23 November 2013

A place to stay for the night

Sometimes a place to sleep for the night is the most basic and obvious need that people come to the community with. Sometimes it's also the hardest one to meet. We, as a community, do not provide temporary or crisis housing. It is not that there isn't a need, it is more that filling this need would be too hard for all of us. The stress and all the change - the uncertainty and unsafe feelings brought on by it - is too much for our small group, with its desire to have more of a family atmosphere, to handle.

But saying no to someone needy is hard, especially when it's the last of a whole string of 'no's that they have been hearing. Christine Pohl's book Making Room records a statement from, I believe, a Catholic worker about the necessity and difficulty of saying no. 'How can one, after all, deny hospitality to a guest and not show hospitality thus to this incarnation of Christ (cf. Matt 25)? Yet, would our hospitality to this new person cause us to be inshospitable to all the other incarnations of Christ who are already among us?' 

It is strange to think of hospitality as sometimes closing doors instead of opening them. It feels like hospitality is about accepting everyone we can and doing all we can. Yet, sometimes hospitality is more complicated than that - it is also about giving space and safety to others and then guarding and protecting it (also for ourselves). I think the book When helping hurts, a book I hope to read some day soon, also talks about how hospitality and help is often quite complicated.

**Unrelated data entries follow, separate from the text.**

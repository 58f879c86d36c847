//! Interactive kubectl command builder.
//!
//! Every interaction re-derives the builder state from the platform snapshot,
//! decides how many dropdowns to disclose and re-renders the whole message.
//! Nothing is kept between calls.

pub mod discovery;
pub mod prefix;
pub mod preview;
pub mod render;
pub mod rules;
pub mod state;

use crate::bindings::{EnabledKubectl, KubectlMerger};
use crate::context::{cancellable, CommandContext, Platform};
use crate::error::{KubechatError, Result};
use crate::guard::PolicyGate;
use crate::message::{CoreMessage, Section, Select};
use async_trait::async_trait;
use prefix::{
    FILTER_PLAINTEXT_INPUT_COMMAND, RESOURCE_NAMESPACE_DROPDOWN_COMMAND,
    RESOURCE_NAMES_DROPDOWN_COMMAND, RESOURCE_TYPES_DROPDOWN_COMMAND, VERBS_DROPDOWN_COMMAND,
};
use render::{
    builder_message, internal_error_section, plaintext_message, preview_sections,
    resource_type_select, verb_select,
};
use rules::{Disclosure, Pipeline};
use state::{BuilderState, InteractionState};
use std::sync::Arc;
use tokio_util::sync::CancellationToken;

pub const NO_KUBECTL_COMMANDS_MSG: &str = "No `kubectl` commands are enabled in this channel. \
     Enable them by binding a kubectl executor to the channel in the configuration.";
pub const KUBECTL_MISSING_COMMAND_MSG: &str = "Please specify the kubectl command";

// ---------------------------------------------------------------------------
// Collaborators
// ---------------------------------------------------------------------------

/// Cluster namespace inventory.
#[async_trait]
pub trait NamespaceLister: Send + Sync {
    /// Namespace names from the first page of at most `limit` entries.
    async fn list(&self, limit: u32) -> Result<Vec<String>>;
}

/// Runs a complete kubectl command line on behalf of the caller.
#[async_trait]
pub trait KubectlExecutor: Send + Sync {
    /// `auth_exempt` skips the per-binding verb check; the builder uses it
    /// for its own read-only discovery commands.
    async fn execute(
        &self,
        bindings: &[String],
        command: &str,
        auth_exempt: bool,
        cmd_ctx: &CommandContext,
    ) -> Result<String>;
}

// ---------------------------------------------------------------------------
// KubectlCmdBuilder
// ---------------------------------------------------------------------------

pub struct KubectlCmdBuilder {
    merger: Arc<dyn KubectlMerger>,
    executor: Arc<dyn KubectlExecutor>,
    namespaces: Arc<dyn NamespaceLister>,
    gate: Arc<dyn PolicyGate>,
    pipeline: Pipeline,
}

impl KubectlCmdBuilder {
    pub fn new(
        merger: Arc<dyn KubectlMerger>,
        executor: Arc<dyn KubectlExecutor>,
        namespaces: Arc<dyn NamespaceLister>,
        gate: Arc<dyn PolicyGate>,
    ) -> Self {
        Self {
            merger,
            executor,
            namespaces,
            gate,
            pipeline: Pipeline::default(),
        }
    }

    pub fn can_handle(&self, args: &[String]) -> bool {
        self.command_prefix(args).is_some()
    }

    pub fn command_prefix(&self, args: &[String]) -> Option<String> {
        prefix::command_prefix(args)
    }

    /// Handle one builder interaction and return the message to display.
    #[allow(clippy::too_many_arguments)]
    pub async fn handle(
        &self,
        cancel: &CancellationToken,
        args: &[String],
        platform: Platform,
        bindings: &[String],
        state: Option<&InteractionState>,
        header: &str,
        cmd_ctx: &CommandContext,
    ) -> Result<CoreMessage> {
        if !platform.is_interactive() {
            tracing::debug!(%platform, "interactive kubectl builder not supported on platform");
            return Ok(plaintext_message(header, KUBECTL_MISSING_COMMAND_MSG));
        }

        let kc = self.merger.merge_all_enabled(bindings);
        if kc.allowed_verbs.is_empty() {
            return Ok(plaintext_message(header, NO_KUBECTL_COMMANDS_MSG));
        }
        let verbs = self.gate.filter_supported_verbs(kc.verbs());

        if args.len() == 1 {
            return initial_message(&verbs);
        }

        let mut details = BuilderState::extract(state);
        if details.namespace.is_empty() {
            details.namespace = kc.default_namespace_or_fallback().to_string();
        }

        let result = match args {
            [name, verb, ..] => {
                let cmd = format!("{name} {verb}");
                match adjust_for_prefix(&cmd, details) {
                    Ok(details) => {
                        self.render(cancel, details, &kc, bindings, &verbs, cmd_ctx)
                            .await
                    }
                    Err(e) => Err(e),
                }
            }
            _ => Err(KubechatError::UnknownCommand(args.join(" "))),
        };

        match result {
            Err(KubechatError::Cancelled) => {
                tracing::debug!("kubectl builder interaction cancelled");
                Err(KubechatError::Cancelled)
            }
            Err(e) => {
                tracing::error!(error = %e, "cannot render the kubectl command builder");
                Err(e)
            }
            ok => ok,
        }
    }

    async fn render(
        &self,
        cancel: &CancellationToken,
        state: BuilderState,
        kc: &EnabledKubectl,
        bindings: &[String],
        verbs: &[String],
        cmd_ctx: &CommandContext,
    ) -> Result<CoreMessage> {
        let verbs_select = verb_select(verbs, &state.verb).ok_or(KubechatError::VerbDropdownEmpty)?;
        if !verbs.contains(&state.verb) {
            // Nothing downstream may run on a verb the dropdown no longer offers.
            if !state.verb.is_empty() {
                tracing::debug!(verb = %state.verb, "selected verb is no longer permitted, resetting");
            }
            return Ok(builder_message(
                &state.session_block_id,
                verbs_select,
                Vec::new(),
                Vec::new(),
            ));
        }

        let types: Vec<String> = cancellable(
            cancel,
            self.gate
                .allowed_resources_for_verb(&state.verb, &kc.resources()),
        )
        .await?
        .into_iter()
        .map(|r| r.name)
        .collect();

        let (disclosure, state) = self.pipeline.classify(state, &types);
        let block_id = state.session_block_id.clone();

        match disclosure {
            Disclosure::VerbOnly => {
                let sections = self.preview(cancel, &state).await?;
                Ok(builder_message(&block_id, verbs_select, Vec::new(), sections))
            }
            Disclosure::TypeSelection => Ok(builder_message(
                &block_id,
                verbs_select,
                vec![Some(resource_type_select(&types, &state.resource_type))],
                Vec::new(),
            )),
            Disclosure::Full => {
                let (names, namespaces) = tokio::join!(
                    discovery::resource_names(
                        self.executor.as_ref(),
                        self.gate.as_ref(),
                        cancel,
                        &state,
                        kc,
                        bindings,
                        cmd_ctx
                    ),
                    discovery::namespaces(
                        self.gate.as_ref(),
                        self.namespaces.as_ref(),
                        cancel,
                        &state,
                        kc,
                        bindings
                    ),
                );
                let (names, namespaces) = (names?, namespaces?);

                let state = reconcile(state, &names, namespaces.as_ref());
                let sections = self.preview(cancel, &state).await?;
                Ok(builder_message(
                    &block_id,
                    verbs_select,
                    vec![
                        Some(resource_type_select(&types, &state.resource_type)),
                        Some(names),
                        namespaces,
                    ],
                    sections,
                ))
            }
        }
    }

    /// Preview sections for `state`. A failed metadata lookup renders an
    /// internal-error section, still carrying the filter input.
    async fn preview(&self, cancel: &CancellationToken, state: &BuilderState) -> Result<Vec<Section>> {
        let details = cancellable(
            cancel,
            self.gate.resource_details(&state.verb, &state.resource_type),
        )
        .await;
        match details {
            Ok(details) => Ok(preview::assemble_command(state, &details)
                .map(|cmd| preview_sections(&cmd))
                .unwrap_or_default()),
            Err(KubechatError::Cancelled) => Err(KubechatError::Cancelled),
            Err(e) => {
                tracing::error!(state = ?state, error = %e, "cannot get resource details");
                Ok(vec![internal_error_section()])
            }
        }
    }
}

/// First message of a new session: a fresh block id and only the verb dropdown.
fn initial_message(verbs: &[String]) -> Result<CoreMessage> {
    let verbs_select = verb_select(verbs, "").ok_or(KubechatError::VerbDropdownEmpty)?;
    let block_id = uuid::Uuid::new_v4().to_string();

    let mut msg = builder_message(&block_id, verbs_select, Vec::new(), Vec::new());
    // A new message visible to the caller only; never replace a public one.
    msg.message.replace_original = false;
    Ok(msg)
}

/// Apply what the triggering dropdown implies about the rest of the snapshot.
fn adjust_for_prefix(cmd: &str, state: BuilderState) -> Result<BuilderState> {
    match cmd {
        RESOURCE_TYPES_DROPDOWN_COMMAND | RESOURCE_NAMESPACE_DROPDOWN_COMMAND => {
            Ok(BuilderState {
                resource_name: String::new(),
                ..state
            })
        }
        VERBS_DROPDOWN_COMMAND | RESOURCE_NAMES_DROPDOWN_COMMAND | FILTER_PLAINTEXT_INPUT_COMMAND => {
            Ok(state)
        }
        other => Err(KubechatError::UnknownCommand(other.to_string())),
    }
}

/// Clear selections that the freshly discovered dropdowns no longer offer.
fn reconcile(mut state: BuilderState, names: &Select, namespaces: Option<&Select>) -> BuilderState {
    if !names.has_initial_value(&state.resource_name) {
        state.resource_name.clear();
    }
    if !namespaces.is_some_and(|s| s.has_initial_value(&state.namespace)) {
        state.namespace.clear();
    }
    state
}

Even if I believe that it is best sometimes to say no, to deny one person hospitality in order to be hospitable to another, it is still hard to do. I still remember the woman I had on the phone last summer. It was Friday night, she had children, she'd been set out of the house she'd been temporarily (illegally) subleasing, and she had nowhere to go. "How could I be so unkind as to deny her hospitality? How could I simply let her and her children sleep on the street?" And the answer is that I couldn't justify it, really. If she'd had a plan for where she'd go and who she'd talk to after the weekend, I would gladly have said we could have made it work for the weekend. But on Monday we closed down, and we were all pretty exhausted. Over the phone she was doing her best to manipulate me to help her and becoming angrier as I refused to offer the hospitality she was looking for and thought she deserved. It felt that it could not be good to be so ungracious; after all, we had empty rooms and people available, at least in the weekend, to welcome and help her. How could I be so unreasonable? Yet, I believed that a different kind of hospitality was better, that of being hospitable to those in the community who did not have the energy to minister to her as they had said yes to so many others this past year and were now trying to rest and recuperate. But for this woman, it was still a no. Even if it was better, it was not good.

People will say that extending hospitality is hard, but I had not entirely expected this kind of hard: the hard of saying no, of choosing one kind of hospitality over another.